*** Opening Data to use ***

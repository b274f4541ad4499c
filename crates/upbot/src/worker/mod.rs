//! Worker side of the pipeline: claim jobs, call the Probe Service, persist
//! results, ack.

pub mod consumer;
pub mod probe;

pub use consumer::{BatchReport, Worker, WorkerOptions};
pub use probe::{HttpProbeClient, ProbeCheck, ProbeRegion, ProbeRequest, ProbeResponse, ProbeService};
use std::sync::Arc;

use anyhow::Context;
use tracing::info;
use upbot::shutdown::shutdown_token;
use upbot::{LibsqlStore, RedisBroker, Scheduler, Settings, SystemClock};

#[tokio::main]
async fn main() -> anyhow::Result<()> {
    dotenvy::dotenv().ok();
    logger::init_tracing("pusher");

    let settings = Settings::load().context("invalid configuration")?;
    println!("{settings}");

    let redis_url = settings.redis_url()?;
    let database_url = settings.database_url()?;

    let broker = RedisBroker::connect(redis_url, settings.queue_options(), &settings.queue.reconnect)
        .await
        .context("connecting to redis")?;
    broker.ping().await.context("redis did not answer")?;

    let store = LibsqlStore::open(database_url, settings.store.auth_token.as_deref(), settings.store.max_connections)
        .await
        .context("opening result store")?;

    let scheduler = Arc::new(Scheduler::new(
        Arc::new(broker),
        Arc::new(store),
        Arc::new(SystemClock),
        settings.scheduler_options(),
    ));

    let report = scheduler.bootstrap().await.context("bootstrapping schedule index")?;
    info!(
        endpoints = report.endpoints,
        admitted = report.admitted,
        updated = report.updated,
        removed = report.removed,
        rejected = report.rejected,
        "schedule index ready"
    );

    scheduler.run(shutdown_token()).await;
    Ok(())
}
use std::collections::HashSet;
use std::sync::{Arc, PoisonError, RwLock};
use std::time::Duration;

use rand::Rng;
use tokio::time::{interval, interval_at, Instant, MissedTickBehavior};
use tokio_util::sync::CancellationToken;
use tracing::{debug, error, info, warn};

use super::{Dispatch, ScheduleStore};
use crate::clock::Clock;
use crate::error::{QueueError, SchedulerError};
use crate::model::{Endpoint, FanoutPolicy, Job, RegionCatalog, ScheduleEntry};
use crate::queue::PartitionStrategy;
use crate::store::EndpointSource;

#[derive(Debug, Clone)]
pub struct SchedulerOptions {
    pub tick_interval: Duration,
    pub refresh_interval: Duration,
    /// Timeout handed to the Probe Service with every job.
    pub job_timeout_ms: u64,
    /// Clear the index on start and re-admit everything with fresh jitter.
    pub rebuild_index: bool,
    pub strategy: PartitionStrategy,
    /// Due entries read and dispatched per storage round trip.
    pub dispatch_batch: usize,
}

impl Default for SchedulerOptions {
    fn default() -> Self {
        Self {
            tick_interval: Duration::from_secs(5),
            refresh_interval: Duration::from_secs(300),
            job_timeout_ms: 10_000,
            rebuild_index: false,
            strategy: PartitionStrategy::Shared,
            dispatch_batch: 500,
        }
    }
}

#[derive(Debug, Clone, Copy, Default, PartialEq, Eq)]
pub struct TickReport {
    /// Entries found due.
    pub due: usize,
    /// Entries re-armed, with or without jobs.
    pub rearmed: usize,
    /// Jobs appended to the queue.
    pub jobs: usize,
    /// Entries re-armed without jobs because their job could not be built.
    pub skipped: usize,
}

#[derive(Debug, Clone, Copy, Default, PartialEq, Eq)]
pub struct RefreshReport {
    pub endpoints: usize,
    pub admitted: usize,
    pub updated: usize,
    pub removed: usize,
    pub rejected: usize,
}

/// Due-time scheduler ("pusher").
///
/// Owns no state of its own: the index lives in the [`ScheduleStore`] and every
/// mutation goes through one of its atomic operations, so any number of
/// schedulers may run against the same store.
pub struct Scheduler {
    store: Arc<dyn ScheduleStore>,
    source: Arc<dyn EndpointSource>,
    fanout: RwLock<FanoutPolicy>,
    clock: Arc<dyn Clock>,
    options: SchedulerOptions,
}

impl Scheduler {
    pub fn new(
        store: Arc<dyn ScheduleStore>,
        source: Arc<dyn EndpointSource>,
        clock: Arc<dyn Clock>,
        options: SchedulerOptions,
    ) -> Self {
        Self {
            store,
            source,
            fanout: RwLock::new(FanoutPolicy::new(RegionCatalog::builtin())),
            clock,
            options,
        }
    }

    pub fn options(&self) -> &SchedulerOptions {
        &self.options
    }

    /// Admit endpoints without a live entry, first due at a random point within
    /// one interval. Invalid endpoints are logged and left out.
    pub async fn admit(&self, endpoints: &[Endpoint]) -> Result<usize, QueueError> {
        let entries = self.initial_entries(endpoints);
        if entries.is_empty() {
            return Ok(0);
        }
        self.store.admit(&entries).await
    }

    fn initial_entries(&self, endpoints: &[Endpoint]) -> Vec<ScheduleEntry> {
        let now = self.clock.now_ms();
        let mut rng = rand::thread_rng();

        endpoints
            .iter()
            .filter(|endpoint| match endpoint.validate() {
                Ok(()) => true,
                Err(e) => {
                    warn!(endpoint_id = %endpoint.id, error = %e, "rejecting endpoint");
                    false
                }
            })
            .map(|endpoint| {
                let jitter = rng.gen_range(0..endpoint.interval_ms().max(1));
                ScheduleEntry::new(endpoint.clone(), now + jitter)
            })
            .collect()
    }

    /// Dispatch every entry due now and re-arm it one interval later.
    pub async fn tick(&self) -> Result<TickReport, QueueError> {
        let now = self.clock.now_ms();
        let batch_size = self.options.dispatch_batch.max(1);
        let mut report = TickReport::default();

        loop {
            let due = self.store.due(now, batch_size).await?;
            if due.is_empty() {
                break;
            }
            let page = due.len();
            report.due += page;

            let batch: Vec<Dispatch> = due.into_iter().map(|entry| self.plan(entry, now)).collect();
            let jobs: usize = batch.iter().map(|d| d.jobs.len()).sum();
            let skipped = batch.iter().filter(|d| d.jobs.is_empty()).count();

            let applied = self.store.commit_dispatch(&batch).await?;
            if applied < batch.len() {
                debug!(read = batch.len(), applied, "some due entries were dispatched elsewhere");
            }

            report.rearmed += applied;
            report.jobs += jobs;
            report.skipped += skipped;

            // Applied entries now sit in the future, so the next read starts
            // at the following page.
            if page < batch_size || applied == 0 {
                break;
            }
        }

        Ok(report)
    }

    fn plan(&self, entry: ScheduleEntry, now: i64) -> Dispatch {
        let next = entry.rearmed(now);
        let regions = self.fanout.read().unwrap_or_else(PoisonError::into_inner).regions_for(entry.endpoint.plan_tier);

        let jobs = match Job::for_endpoint(&entry.endpoint, regions, self.options.job_timeout_ms, now) {
            Ok(job) => self.options.strategy.route(job),
            Err(e) => {
                warn!(endpoint_id = %entry.endpoint_id(), error = %e, "skipping endpoint this round");
                Vec::new()
            }
        };

        Dispatch { expected_due_ms: entry.due_at_ms, next, jobs }
    }

    /// Reconcile the index with the endpoint source.
    pub async fn refresh(&self) -> Result<RefreshReport, SchedulerError> {
        self.reload_regions().await?;

        let endpoints = self.source.list_endpoints().await?;
        let scheduled = self.store.scheduled().await?;

        let mut report = RefreshReport { endpoints: endpoints.len(), ..RefreshReport::default() };
        let mut live = HashSet::with_capacity(endpoints.len());
        let mut missing = Vec::new();
        let mut changed = Vec::new();

        for endpoint in endpoints {
            if let Err(e) = endpoint.validate() {
                warn!(endpoint_id = %endpoint.id, error = %e, "rejecting endpoint");
                report.rejected += 1;
                continue;
            }
            live.insert(endpoint.id.clone());

            match scheduled.get(&endpoint.id) {
                None => missing.push(endpoint),
                Some(entry) if entry.endpoint != endpoint => changed.push(endpoint),
                Some(_) => {}
            }
        }

        let gone: Vec<String> = scheduled.keys().filter(|id| !live.contains(*id)).cloned().collect();

        report.admitted = self.admit(&missing).await?;
        report.updated = self.store.replace_snapshots(&changed).await?;
        report.removed = self.store.remove(&gone).await?;

        Ok(report)
    }

    /// Prepare the index on start. Safe to run any number of times.
    pub async fn bootstrap(&self) -> Result<RefreshReport, SchedulerError> {
        if !self.options.rebuild_index {
            return self.refresh().await;
        }

        info!("rebuilding schedule index");
        self.reload_regions().await?;
        self.store.clear().await?;

        let endpoints = self.source.list_endpoints().await?;
        let entries = self.initial_entries(&endpoints);
        let admitted = self.store.admit(&entries).await?;

        Ok(RefreshReport {
            endpoints: endpoints.len(),
            admitted,
            rejected: endpoints.len() - entries.len(),
            ..RefreshReport::default()
        })
    }

    async fn reload_regions(&self) -> Result<(), SchedulerError> {
        let regions = self.source.list_regions().await?;
        if regions.is_empty() {
            return Ok(());
        }

        let catalog = RegionCatalog::new(regions);
        debug!(regions = catalog.len(), "loaded region catalog");
        let missing = catalog.missing_plan_codes();
        if !missing.is_empty() {
            warn!(codes = ?missing, "plan regions missing from catalog are skipped");
        }
        *self.fanout.write().unwrap_or_else(PoisonError::into_inner) = FanoutPolicy::new(catalog);
        Ok(())
    }

    /// Run the tick and refresh timers until `shutdown` fires. An in-flight
    /// tick or refresh is finished before returning.
    pub async fn run(self: Arc<Self>, shutdown: CancellationToken) {
        let refresher = {
            let scheduler = self.clone();
            let shutdown = shutdown.clone();
            tokio::spawn(async move { scheduler.refresh_loop(shutdown).await })
        };

        let mut ticker = interval(self.options.tick_interval);
        ticker.set_missed_tick_behavior(MissedTickBehavior::Delay);

        loop {
            tokio::select! {
                biased;
                _ = shutdown.cancelled() => break,
                _ = ticker.tick() => match self.tick().await {
                    Ok(report) if report.due > 0 => info!(
                        due = report.due,
                        rearmed = report.rearmed,
                        jobs = report.jobs,
                        skipped = report.skipped,
                        "tick dispatched"
                    ),
                    Ok(_) => debug!("nothing due"),
                    Err(e) => error!(error = %e, "tick failed, retrying next round"),
                },
            }
        }

        if let Err(e) = refresher.await {
            error!(error = %e, "refresh task panicked");
        }
        info!("scheduler stopped");
    }

    async fn refresh_loop(&self, shutdown: CancellationToken) {
        let period = self.options.refresh_interval;
        let mut ticker = interval_at(Instant::now() + period, period);
        ticker.set_missed_tick_behavior(MissedTickBehavior::Delay);

        loop {
            tokio::select! {
                biased;
                _ = shutdown.cancelled() => break,
                _ = ticker.tick() => match self.refresh().await {
                    Ok(report) => info!(
                        endpoints = report.endpoints,
                        admitted = report.admitted,
                        updated = report.updated,
                        removed = report.removed,
                        rejected = report.rejected,
                        "refreshed schedule"
                    ),
                    Err(e) => error!(error = %e, "refresh failed, retrying next round"),
                },
            }
        }
    }
}
#[cfg(test)]
mod tests {
    use super::*;
    use crate::clock::ManualClock;
    use crate::model::{PlanTier, Region};

    fn broker() -> (MemoryBroker, Arc<ManualClock>) {
        let clock = Arc::new(ManualClock::new(0));
        (MemoryBroker::new(QueueOptions::default(), clock.clone()), clock)
    }

    fn routed(endpoint_id: &str) -> RoutedJob {
        RoutedJob {
            partition: Partition::shared(),
            job: Job {
                endpoint_id: endpoint_id.into(),
                url: "https://example.com".into(),
                owner_id: "o1".into(),
                regions: vec![Region::new("r1", "SFO", "San Francisco")],
                timeout_ms: 10_000,
                scheduled_at_ms: 0,
            },
        }
    }

    #[tokio::test]
    async fn group_creation_is_idempotent() {
        let (broker, _) = broker();
        let p = Partition::shared();
        broker.ensure_group(&p).await.unwrap();
        broker.enqueue_bulk(&[routed("e1")]).await.unwrap();
        broker.ensure_group(&p).await.unwrap();

        let read = broker.read_next(&p, "w1", 10, Duration::ZERO).await.unwrap();
        assert_eq!(read.len(), 1);
    }

    #[tokio::test]
    async fn read_without_group_fails() {
        let (broker, _) = broker();
        let err = broker.read_next(&Partition::shared(), "w1", 10, Duration::ZERO).await.unwrap_err();
        assert!(matches!(err, QueueError::NoGroup { .. }));
    }

    #[tokio::test]
    async fn each_message_goes_to_one_consumer() {
        let (broker, _) = broker();
        let p = Partition::shared();
        broker.ensure_group(&p).await.unwrap();
        broker.enqueue_bulk(&[routed("e1"), routed("e2"), routed("e3")]).await.unwrap();

        let a = broker.read_next(&p, "w1", 2, Duration::ZERO).await.unwrap();
        let b = broker.read_next(&p, "w2", 2, Duration::ZERO).await.unwrap();
        assert_eq!(a.len(), 2);
        assert_eq!(b.len(), 1);
        assert_eq!(b[0].job.endpoint_id, "e3");

        assert_eq!(
            broker.delivery_state(&p, &b[0].id),
            Some(DeliveryState::DeliveredUnacked { consumer: "w2".into(), deliveries: 1 })
        );
        assert_eq!(broker.ack(&p, &[b[0].id.clone()]).await.unwrap(), 1);
        assert_eq!(broker.ack(&p, &[b[0].id.clone()]).await.unwrap(), 0);
        assert_eq!(broker.delivery_state(&p, &b[0].id), Some(DeliveryState::Acknowledged));
    }

    #[tokio::test]
    async fn blocking_read_wakes_on_enqueue() {
        let broker = Arc::new(MemoryBroker::default());
        let p = Partition::shared();
        broker.ensure_group(&p).await.unwrap();

        let reader = {
            let broker = broker.clone();
            let p = p.clone();
            tokio::spawn(async move { broker.read_next(&p, "w1", 10, Duration::from_secs(5)).await })
        };
        tokio::task::yield_now().await;
        broker.enqueue_bulk(&[routed("e1")]).await.unwrap();

        let read = reader.await.unwrap().unwrap();
        assert_eq!(read.len(), 1);
    }

    #[tokio::test]
    async fn blocking_read_times_out_empty() {
        let broker = MemoryBroker::default();
        let p = Partition::shared();
        broker.ensure_group(&p).await.unwrap();
        let read = broker.read_next(&p, "w1", 10, Duration::from_millis(20)).await.unwrap();
        assert!(read.is_empty());
    }

    #[tokio::test]
    async fn exhausted_entries_are_dead_lettered() {
        let clock = Arc::new(ManualClock::new(0));
        let options = QueueOptions { max_deliveries: 2, ..QueueOptions::default() };
        let broker = MemoryBroker::new(options, clock.clone());
        let p = Partition::shared();
        broker.ensure_group(&p).await.unwrap();
        broker.enqueue_bulk(&[routed("e1")]).await.unwrap();

        let first = broker.read_next(&p, "w1", 10, Duration::ZERO).await.unwrap();
        clock.advance(31_000);
        let second = broker.claim_stale(&p, "w2", Duration::from_secs(30), 10).await.unwrap();
        assert_eq!(second[0].deliveries, 2);

        clock.advance(31_000);
        let third = broker.claim_stale(&p, "w3", Duration::from_secs(30), 10).await.unwrap();
        assert!(third.is_empty());

        let dead = broker.dead_letters(&p);
        assert_eq!(dead.len(), 1);
        assert_eq!(dead[0].reason, REASON_MAX_DELIVERIES);
        assert_eq!(dead[0].source_id, first[0].id);
        assert_eq!(broker.delivery_state(&p, &first[0].id), Some(DeliveryState::Acknowledged));
        assert_eq!(broker.stats(&p).await.unwrap(), QueueStats { length: 0, pending: 0, dead_lettered: 1 });
    }

    #[tokio::test]
    async fn malformed_messages_are_quarantined() {
        let (broker, _) = broker();
        let p = Partition::shared();
        broker.ensure_group(&p).await.unwrap();
        let bad = broker.enqueue_raw(&p, vec![("v".into(), "7".into())]);
        broker.enqueue_bulk(&[routed("e1")]).await.unwrap();

        let read = broker.read_next(&p, "w1", 10, Duration::ZERO).await.unwrap();
        assert_eq!(read.len(), 1);
        assert_eq!(read[0].job.endpoint_id, "e1");

        let dead = broker.dead_letters(&p);
        assert_eq!(dead.len(), 1);
        assert_eq!(dead[0].source_id, bad);
        assert_eq!(dead[0].reason, REASON_MALFORMED);
        assert_eq!(broker.delivery_state(&p, &bad), Some(DeliveryState::Acknowledged));
    }

    #[tokio::test]
    async fn acked_entries_leave_the_stream() {
        let (broker, _) = broker();
        let p = Partition::shared();
        broker.ensure_group(&p).await.unwrap();

        for round in 0..50 {
            let batch: Vec<RoutedJob> = (0..20).map(|i| routed(&format!("e{round}-{i}"))).collect();
            broker.enqueue_bulk(&batch).await.unwrap();
            let read = broker.read_next(&p, "w1", 100, Duration::ZERO).await.unwrap();
            let ids: Vec<String> = read.iter().map(|m| m.id.clone()).collect();
            assert_eq!(broker.ack(&p, &ids).await.unwrap(), 20);
            assert_eq!(broker.stats(&p).await.unwrap().length, 0);
        }

        broker.enqueue_bulk(&[routed("tail")]).await.unwrap();
        assert_eq!(broker.stats(&p).await.unwrap(), QueueStats { length: 1, pending: 0, dead_lettered: 0 });
        let left: Vec<String> = broker.jobs(&p).into_iter().map(|j| j.endpoint_id).collect();
        assert_eq!(left, vec!["tail".to_string()]);
    }

    #[tokio::test]
    async fn dead_letters_keep_only_the_newest() {
        let clock = Arc::new(ManualClock::new(0));
        let options = QueueOptions { dead_letter_max_len: 3, ..QueueOptions::default() };
        let broker = MemoryBroker::new(options, clock);
        let p = Partition::shared();
        broker.ensure_group(&p).await.unwrap();

        let ids: Vec<String> = (0..5).map(|i| broker.enqueue_raw(&p, vec![("v".into(), i.to_string())])).collect();
        assert!(broker.read_next(&p, "w1", 10, Duration::ZERO).await.unwrap().is_empty());

        let kept: Vec<String> = broker.dead_letters(&p).into_iter().map(|d| d.source_id).collect();
        assert_eq!(kept, ids[2..].to_vec());
        assert_eq!(broker.stats(&p).await.unwrap(), QueueStats { length: 0, pending: 0, dead_lettered: 3 });
    }

    #[tokio::test]
    async fn dispatch_skips_entries_that_moved() {
        let (broker, _) = broker();
        let endpoint = Endpoint::new("e1", "https://example.com", "o1", PlanTier::Pro, 60);
        broker.admit(&[ScheduleEntry::new(endpoint.clone(), 1_000)]).await.unwrap();
        assert_eq!(broker.admit(&[ScheduleEntry::new(endpoint.clone(), 9)]).await.unwrap(), 0);

        let stale = Dispatch {
            expected_due_ms: 500,
            next: ScheduleEntry::new(endpoint.clone(), 61_000),
            jobs: vec![routed("e1")],
        };
        assert_eq!(broker.commit_dispatch(&[stale]).await.unwrap(), 0);
        assert!(broker.jobs(&Partition::shared()).is_empty());

        let fresh = Dispatch {
            expected_due_ms: 1_000,
            next: ScheduleEntry::new(endpoint, 61_000),
            jobs: vec![routed("e1")],
        };
        assert_eq!(broker.commit_dispatch(&[fresh]).await.unwrap(), 1);
        assert_eq!(broker.jobs(&Partition::shared()).len(), 1);
        assert_eq!(broker.entry("e1").map(|e| e.due_at_ms), Some(61_000));
    }
}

*** Closing Data to use ***

- _Task to carry out_:
Copy exactly the lines from the top of the entries through the line with "let database_url = settings.database_url()?;" in it, please, keeping both ends and adding nothing.

- _Reply_:
repository b274f4541ad4499c
filename crates/upbot/src/worker/mod.rs
//! Worker side of the pipeline: claim jobs, call the Probe Service, persist
//! results, ack.

pub mod consumer;
pub mod probe;

pub use consumer::{BatchReport, Worker, WorkerOptions};
pub use probe::{HttpProbeClient, ProbeCheck, ProbeRegion, ProbeRequest, ProbeResponse, ProbeService};
use std::sync::Arc;

use anyhow::Context;
use tracing::info;
use upbot::shutdown::shutdown_token;
use upbot::{LibsqlStore, RedisBroker, Scheduler, Settings, SystemClock};

#[tokio::main]
async fn main() -> anyhow::Result<()> {
    dotenvy::dotenv().ok();
    logger::init_tracing("pusher");

    let settings = Settings::load().context("invalid configuration")?;
    println!("{settings}");

    let redis_url = settings.redis_url()?;
    let database_url = settings.database_url()?;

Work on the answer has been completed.